Em primeiro lugar, uma evidência: a Hungria e a Bulgária são estados-membros da União Europeia. Constitui parte fundamental do projecto europeu o compromisso com a democracia, as liberdades e os direitos fundamentais. É isto a chamada “União de Direito” (à semelhança dos Estados de Direito que integram a União).

Em segundo lugar, um lembrete: tanto a Sérvia como a Turquia constituem países candidatos à adesão à União Europeia. A integração dos Balcãs e o alargamento a leste permanece como um dos principais vectores do alargamento europeu.

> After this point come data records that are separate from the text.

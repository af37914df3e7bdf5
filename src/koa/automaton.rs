use super::{Alphabet, LabelType, Position};
use crate::{
    encodings::{Edge, VariableSpace, CANONICAL_SLOT, SENTINEL_SLOT},
    sat::Assignment,
};
use anyhow::{Context, Result};
use std::{collections::BTreeSet, fmt::Display};

/// A k-occurrence automaton, given by its edges.
///
/// The states of the automaton are the slots of the symbols, plus a source and a sink.
/// A word is accepted if there is a path from the source to the sink labeled by the word,
/// the first symbol being entered in its canonical slot.
pub struct KoaAutomaton<'a, T>
where
    T: LabelType,
{
    alphabet: &'a Alphabet<T>,
    edges: BTreeSet<Edge>,
    unassigned_edges: BTreeSet<Edge>,
}

impl<'a, T> KoaAutomaton<'a, T>
where
    T: LabelType,
{
    /// Builds an automaton given its edges.
    pub fn new<I>(alphabet: &'a Alphabet<T>, edges: I) -> Self
    where
        I: IntoIterator<Item = Edge>,
    {
        Self {
            alphabet,
            edges: edges.into_iter().collect(),
            unassigned_edges: BTreeSet::new(),
        }
    }

    /// Builds an automaton from a model of an identification formula.
    ///
    /// The edges of the automaton are the ones which variable is set to `true` in the model.
    pub fn new_from_assignment(
        alphabet: &'a Alphabet<T>,
        space: &VariableSpace,
        assignment: &Assignment,
    ) -> Result<Self> {
        let with_value = |value| {
            (1..=space.n_edge_vars())
                .filter(|v| assignment.value_of(*v) == value)
                .map(|v| space.var_to_edge(v))
                .collect::<Result<BTreeSet<Edge>>>()
                .context("while translating a model into an automaton")
        };
        Ok(Self {
            alphabet,
            edges: with_value(Some(true))?,
            unassigned_edges: with_value(None)?,
        })
    }

    /// Returns the value of the variable of an edge in the model this automaton comes from.
    ///
    /// [Option::None] is returned if the variable was unassigned.
    /// Automata that were not built from a model have no unassigned edge.
    pub fn edge_value(&self, edge: &Edge) -> Option<bool> {
        if self.edges.contains(edge) {
            Some(true)
        } else if self.unassigned_edges.contains(edge) {
            None
        } else {
            Some(false)
        }
    }

    /// Returns the number of edges.
    pub fn n_edges(&self) -> usize {
        self.edges.len()
    }

    /// Returns an iterator to the edges, in increasing order.
    pub fn iter_edges(&self) -> impl Iterator<Item = &Edge> + '_ {
        self.edges.iter()
    }

    /// Returns a human readable name for an edge, like `src -> a_1`.
    pub fn edge_name(&self, edge: &Edge) -> String {
        format!(
            "{} -> {}",
            self.node_name(edge.from, edge.from_slot),
            self.node_name(edge.to, edge.to_slot)
        )
    }

    fn node_name(&self, position: Position, slot: usize) -> String {
        match position {
            Position::Symbol(_) => format!("{}_{}", self.alphabet.position_name(position), slot),
            _ => self.alphabet.position_name(position),
        }
    }

    fn has_edge(&self, from: Position, from_slot: usize, to: Position, to_slot: usize) -> bool {
        self.edges
            .contains(&Edge::new(from, from_slot, to, to_slot))
    }

    /// Checks whether a word is accepted by the automaton.
    ///
    /// An error is returned if the word contains a symbol that is not in the alphabet.
    ///
    /// ```
    /// # use koala::encodings::Edge;
    /// # use koala::koa::{Alphabet, KoaAutomaton, Position};
    /// let alphabet = Alphabet::new_with_labels(&['a']);
    /// let a = Position::Symbol(1);
    /// let automaton = KoaAutomaton::new(
    ///     &alphabet,
    ///     vec![
    ///         Edge::new(Position::Source, 0, a, 1),
    ///         Edge::new(a, 1, a, 2),
    ///         Edge::new(a, 2, Position::Sink, 0),
    ///     ],
    /// );
    /// assert!(automaton.accepts(&['a', 'a']).unwrap());
    /// assert!(!automaton.accepts(&['a']).unwrap());
    /// assert!(!automaton.accepts(&[]).unwrap());
    /// ```
    pub fn accepts(&self, word: &[T]) -> Result<bool> {
        let ids = self.alphabet.sentence_ids(word)?;
        if ids.is_empty() {
            return Ok(self.has_edge(
                Position::Source,
                SENTINEL_SLOT,
                Position::Sink,
                SENTINEL_SLOT,
            ));
        }
        if !self.has_edge(
            Position::Source,
            SENTINEL_SLOT,
            Position::Symbol(ids[0]),
            CANONICAL_SLOT,
        ) {
            return Ok(false);
        }
        let mut current = BTreeSet::from([CANONICAL_SLOT]);
        for w in ids.windows(2) {
            let (from, to) = (Position::Symbol(w[0]), Position::Symbol(w[1]));
            current = self
                .edges
                .iter()
                .filter(|e| e.from == from && e.to == to && current.contains(&e.from_slot))
                .map(|e| e.to_slot)
                .collect();
            if current.is_empty() {
                return Ok(false);
            }
        }
        let last = Position::Symbol(ids[ids.len() - 1]);
        Ok(current
            .iter()
            .any(|k| self.has_edge(last, *k, Position::Sink, SENTINEL_SLOT)))
    }
}

impl<T> Display for KoaAutomaton<'_, T>
where
    T: LabelType,
{
    fn fmt(&self, f: &mut std::fmt::Formatter<'_>) -> std::fmt::Result {
        for e in self.edges.iter() {
            writeln!(f, "{}", self.edge_name(e))?;
        }
        Ok(())
    }
}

Em terceiro lugar, uma inevitabilidade: as fronteiras nacionais na medida em que o sejam também fronteiras externas da União são igualmente fronteiras europeias – fronteiras comuns à Europa, e em particular à Europa de Schengen – reclamando por isso uma resposta europeia aos problemas que aí se colocarem (e não é só no Mediterrâneo, que, infelizmente, eles surgem).

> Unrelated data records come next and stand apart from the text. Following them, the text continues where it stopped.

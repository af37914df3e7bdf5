use super::{cli_manager, command::Command, common};
use anyhow::Result;
use clap::{App, AppSettings, Arg, ArgMatches, SubCommand};
use koala::{
    io::{ResponseWriter, TextWriter},
    solvers::{self, AutomatonIdentifier, KoaIdentificationSolver},
};
use log::{info, warn};
use std::{io, time::Instant};

const CMD_NAME: &str = "identify";

const ARG_PRINT_MODEL: &str = "PRINT_MODEL";

pub(crate) struct IdentifyCommand;

impl IdentifyCommand {
    pub(crate) fn new() -> Self {
        IdentifyCommand
    }
}

impl<'a> Command<'a> for IdentifyCommand {
    fn name(&self) -> &str {
        CMD_NAME
    }

    fn clap_subcommand(&self) -> App<'a, 'a> {
        SubCommand::with_name(CMD_NAME)
            .about("Searches for an automaton accepting the positive samples and rejecting the negative ones")
            .setting(AppSettings::DisableVersion)
            .arg(common::positives_arg())
            .arg(common::negatives_arg())
            .arg(common::slots_arg())
            .arg(common::delimiter_arg())
            .args(&common::external_sat_solver_args())
            .arg(
                Arg::with_name(ARG_PRINT_MODEL)
                    .long("print-model")
                    .takes_value(false)
                    .help("prints the value of each edge variable of the model")
                    .required(false),
            )
            .arg(cli_manager::logging_level_cli_arg())
    }

    fn execute(&self, arg_matches: &ArgMatches<'_>) -> Result<()> {
        let n_slots = common::read_n_slots(arg_matches)?;
        let samples = common::read_samples(arg_matches)?;
        let encoder = common::build_encoder(samples.alphabet, n_slots, &samples.positives)?;
        let mut solver =
            KoaIdentificationSolver::new_with_sat_solver_factory(common::create_sat_solver_factory(
                arg_matches,
            )?);
        let start_time = Instant::now();
        let automaton = solver.identify(&encoder, &samples.negatives)?;
        info!("identification problem solved in {:?}", start_time.elapsed());
        let writer = TextWriter;
        let mut out = io::stdout().lock();
        match automaton {
            None => ResponseWriter::<String>::write_no_automaton(&writer, &mut out),
            Some(a) => {
                info!("the automaton has {} edge(s)", a.n_edges());
                let n_misclassified =
                    solvers::check_witness(&a, &samples.positives, &samples.negatives)?;
                if n_misclassified > 0 {
                    warn!("{} sample(s) are misclassified by the automaton", n_misclassified);
                }
                writer.write_automaton(&mut out, &a)?;
                if arg_matches.is_present(ARG_PRINT_MODEL) {
                    writer.write_model(&mut out, encoder.variable_space(), &a)?;
                }
                Ok(())
            }
        }
    }
}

Em quarto lugar, o equívoco: malgrado o esclarecimento do Governo de Budapeste segundo o qual a construção do muro não viola qualquer tratado internacional ou europeu, a questão está longe de ser simples ou pacífica. Vale a pena recordar que o Tribunal Internacional de Justiça entendeu, ainda que num contexto diferente, que o muro israelita violava o direito internacional, chamando a atenção para uma ideia aqui inteiramente relevante: a proporcionalidade.

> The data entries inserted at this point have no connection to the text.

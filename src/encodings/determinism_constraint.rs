use super::{
    edge_formulas::{canonical_source_edge, edge},
    VariableSpace, SENTINEL_SLOT,
};
use crate::{formula::Formula, koa::Position};
use anyhow::Result;
use log::debug;
use permutator::CartesianProduct;

/// Builds the constraints making the automaton deterministic and canonical.
///
/// For each symbol `c`, the source may only enter the canonical slot of `c`:
/// either `src -> (c, 1)` holds or no edge goes from the source to a slot of `c`.
///
/// For each pair of symbols `(c1, c2)` and each slot `k1` of `c1`,
/// at most one edge goes from `(c1, k1)` to a slot of `c2`.
///
/// When there is a single slot per symbol, the automaton is deterministic by construction and the constraint is the constant `true`.
pub struct DeterminismConstraintBuilder<'a> {
    space: &'a VariableSpace,
}

impl<'a> DeterminismConstraintBuilder<'a> {
    /// Builds a new constraint builder for the given variable space.
    pub fn new(space: &'a VariableSpace) -> Self {
        Self { space }
    }

    /// Builds the determinism constraint.
    pub fn build(&self) -> Result<Formula> {
        let n_slots = self.space.n_slots();
        if n_slots == 1 || self.space.alphabet_size() == 0 {
            return Ok(Formula::TRUE);
        }
        let ids = (1..=self.space.alphabet_size()).collect::<Vec<usize>>();
        let slots = self.space.slots().collect::<Vec<usize>>();
        let mut constraints = Vec::with_capacity(ids.len() * (1 + ids.len() * n_slots));
        for c in ids.iter() {
            constraints.push(self.canonical_source_constraint(*c)?);
        }
        let domains = vec![ids.as_slice(), ids.as_slice(), slots.as_slice()];
        for t in domains.cart_prod() {
            constraints.push(self.at_most_one_target_slot(*t[0], *t[1], *t[2])?);
        }
        let formula = Formula::and(constraints);
        debug!("determinism constraint has size {}", formula.size());
        Ok(formula)
    }

    fn canonical_source_constraint(&self, c: usize) -> Result<Formula> {
        let no_source_edge = self
            .space
            .slots()
            .map(|s| {
                edge(
                    self.space,
                    Position::Source,
                    SENTINEL_SLOT,
                    Position::Symbol(c),
                    s,
                )
                .map(Formula::not)
            })
            .collect::<Result<Vec<_>>>()?;
        Ok(Formula::or(vec![
            canonical_source_edge(self.space, c)?,
            Formula::and(no_source_edge),
        ]))
    }

    fn at_most_one_target_slot(&self, c1: usize, c2: usize, k1: usize) -> Result<Formula> {
        let edges = self
            .space
            .slots()
            .map(|m| edge(self.space, Position::Symbol(c1), k1, Position::Symbol(c2), m))
            .collect::<Result<Vec<_>>>()?;
        let mut cases = Vec::with_capacity(edges.len() + 1);
        for (i, e) in edges.iter().enumerate() {
            let mut case = Vec::with_capacity(edges.len());
            case.push(e.clone());
            edges
                .iter()
                .enumerate()
                .filter(|(j, _)| *j != i)
                .for_each(|(_, other)| case.push(Formula::not(other.clone())));
            cases.push(Formula::and(case));
        }
        cases.push(Formula::and(edges.into_iter().map(Formula::not)));
        Ok(Formula::or(cases))
    }
}
use super::{
    buffered_sat_solver::{BufferedSatSolver, DimacsInstanceRead},
    sat_solver::{SolvingListener, SolvingResult},
    Literal, SatSolver, SatSolverFactory,
};
use anyhow::{Context, Result};
use log::error;
use std::{
    io::{Read, Write},
    process::{Command, Stdio},
};

/// A SAT solver which execution is made by a system command.
///
/// The system command is composed by an executable program, and a potential list of CLI arguments.
///
/// The SAT solver must read the instance from the standard input (if it does not by default, this may be possible with the right CLI arguments).
/// The input and output formats must follow the ones from the SAT competitions.
/// A solver that cannot be run, or which output cannot be read, leads to an [`SolvingResult::Unknown`] result.
pub struct ExternalSatSolver {
    buffered_sat_solver: BufferedSatSolver,
}

impl ExternalSatSolver {
    /// Builds a new external SAT solver.
    ///
    /// The `program` argument is the path to the software to execute.
    /// The `options` parameter is the CLI options to provide to the software under execution.
    ///
    /// # Example
    ///
    /// ```no_run
    /// # use koala::sat::{ExternalSatSolver, Literal, SatSolver};
    /// let mut solver = ExternalSatSolver::new(
    ///     "/home/me/my_solver".to_string(),
    ///     vec!["-i".to_string(), "/dev/stdin".to_string()],
    /// );
    /// solver.add_clause(vec![Literal::from(-1), Literal::from(-2)]);
    /// solver.add_clause(vec![Literal::from(-1), Literal::from(2)]);
    /// let model = solver.solve().unwrap_model().unwrap();
    /// assert_eq!(Some(false), model.value_of(1));
    /// ```
    pub fn new(program: String, options: Vec<String>) -> Self {
        Self {
            buffered_sat_solver: BufferedSatSolver::new(Box::new(move |r| {
                match exec_solver(r, &program, &options) {
                    Ok(output) => output,
                    Err(e) => {
                        error!("{:#}", e);
                        Box::new(&[] as &[u8])
                    }
                }
            })),
        }
    }
}

impl SatSolver for ExternalSatSolver {
    fn add_clause(&mut self, cl: Vec<Literal>) {
        self.buffered_sat_solver.add_clause(cl)
    }

    fn solve(&mut self) -> SolvingResult {
        self.buffered_sat_solver.solve()
    }

    fn solve_under_assumptions(&mut self, assumptions: &[Literal]) -> SolvingResult {
        self.buffered_sat_solver
            .solve_under_assumptions(assumptions)
    }

    fn n_vars(&self) -> usize {
        self.buffered_sat_solver.n_vars()
    }

    fn add_listener(&mut self, listener: Box<dyn SolvingListener>) {
        self.buffered_sat_solver.add_listener(listener);
    }

    fn reserve(&mut self, new_max_id: usize) {
        self.buffered_sat_solver.reserve(new_max_id)
    }
}

fn exec_solver(
    mut reader: DimacsInstanceRead,
    program: &str,
    options: &[String],
) -> Result<Box<dyn Read>> {
    let mut child = Command::new(program)
        .args(options)
        .stdin(Stdio::piped())
        .stdout(Stdio::piped())
        .spawn()
        .with_context(|| format!(r#"while spawning the external SAT solver "{}""#, program))?;
    let mut stdin = child
        .stdin
        .take()
        .context("cannot open the standard input of the external SAT solver")?;
    std::thread::spawn(move || -> std::io::Result<()> {
        std::io::copy(&mut reader, &mut stdin)?;
        stdin.flush()
    });
    let mut stdout = child
        .stdout
        .take()
        .context("cannot open the standard output of the external SAT solver")?;
    let mut output = Vec::new();
    stdout
        .read_to_end(&mut output)
        .context("while reading the output of the external SAT solver")?;
    child
        .wait()
        .context("while waiting for the external SAT solver to terminate")?;
    Ok(Box::new(std::io::Cursor::new(output)))
}

/// A factory for external SAT solvers.
///
/// Listeners to be registered to each new solver can be provided by factories of listeners.
pub struct ExternalSatSolverFactory {
    program: String,
    options: Vec<String>,
    listener_factories: Vec<Box<dyn Fn() -> Box<dyn SolvingListener>>>,
}

impl ExternalSatSolverFactory {
    /// Builds a new factory given the program to execute and its options.
    ///
    /// See [`ExternalSatSolver::new`] for more information.
    pub fn new(program: String, options: Vec<String>) -> Self {
        Self {
            program,
            options,
            listener_factories: vec![],
        }
    }

    /// Adds a factory of listeners; a new listener is registered to each solver built by this factory.
    pub fn add_solver_listener(&mut self, listener_factory: Box<dyn Fn() -> Box<dyn SolvingListener>>) {
        self.listener_factories.push(listener_factory)
    }
}

impl SatSolverFactory for ExternalSatSolverFactory {
    fn new_solver(&self) -> Box<dyn SatSolver> {
        let mut solver = ExternalSatSolver::new(self.program.clone(), self.options.clone());
        self.listener_factories
            .iter()
            .for_each(|f| solver.add_listener(f()));
        Box::new(solver)
    }
}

Certamente que o muro húngaro (e búlgaro) será construído em território nacional. Em todo o caso, é sabido que também o exercício de competências nacionais no quadro da União Europeia se deve fazer com respeito pelos princípios em que a União assenta. Ora, dizem os Tratados europeus que a União se funda “nos valores do respeito pela dignidade humana, da liberdade, da democracia, da igualdade, do Estado de direito e do respeito pelos direitos do Homem, incluindo os direitos das pessoas pertencentes a minorias”. Que estes valores são “comuns aos Estados-Membros, numa sociedade caracterizada pelo pluralismo, a não-discriminação, a tolerância, a justiça, a solidariedade e a igualdade entre homens e mulheres”. E que o Conselho da União pode verificar a existência de um risco manifesto de violação grave a estes valores, e caso considerar verificada a existência da violação pode decidir suspender alguns dos direitos decorrentes da aplicação dos Tratados ao Estado-Membro em causa, incluindo o direito de voto do Governo desse Estado-Membro no Conselho.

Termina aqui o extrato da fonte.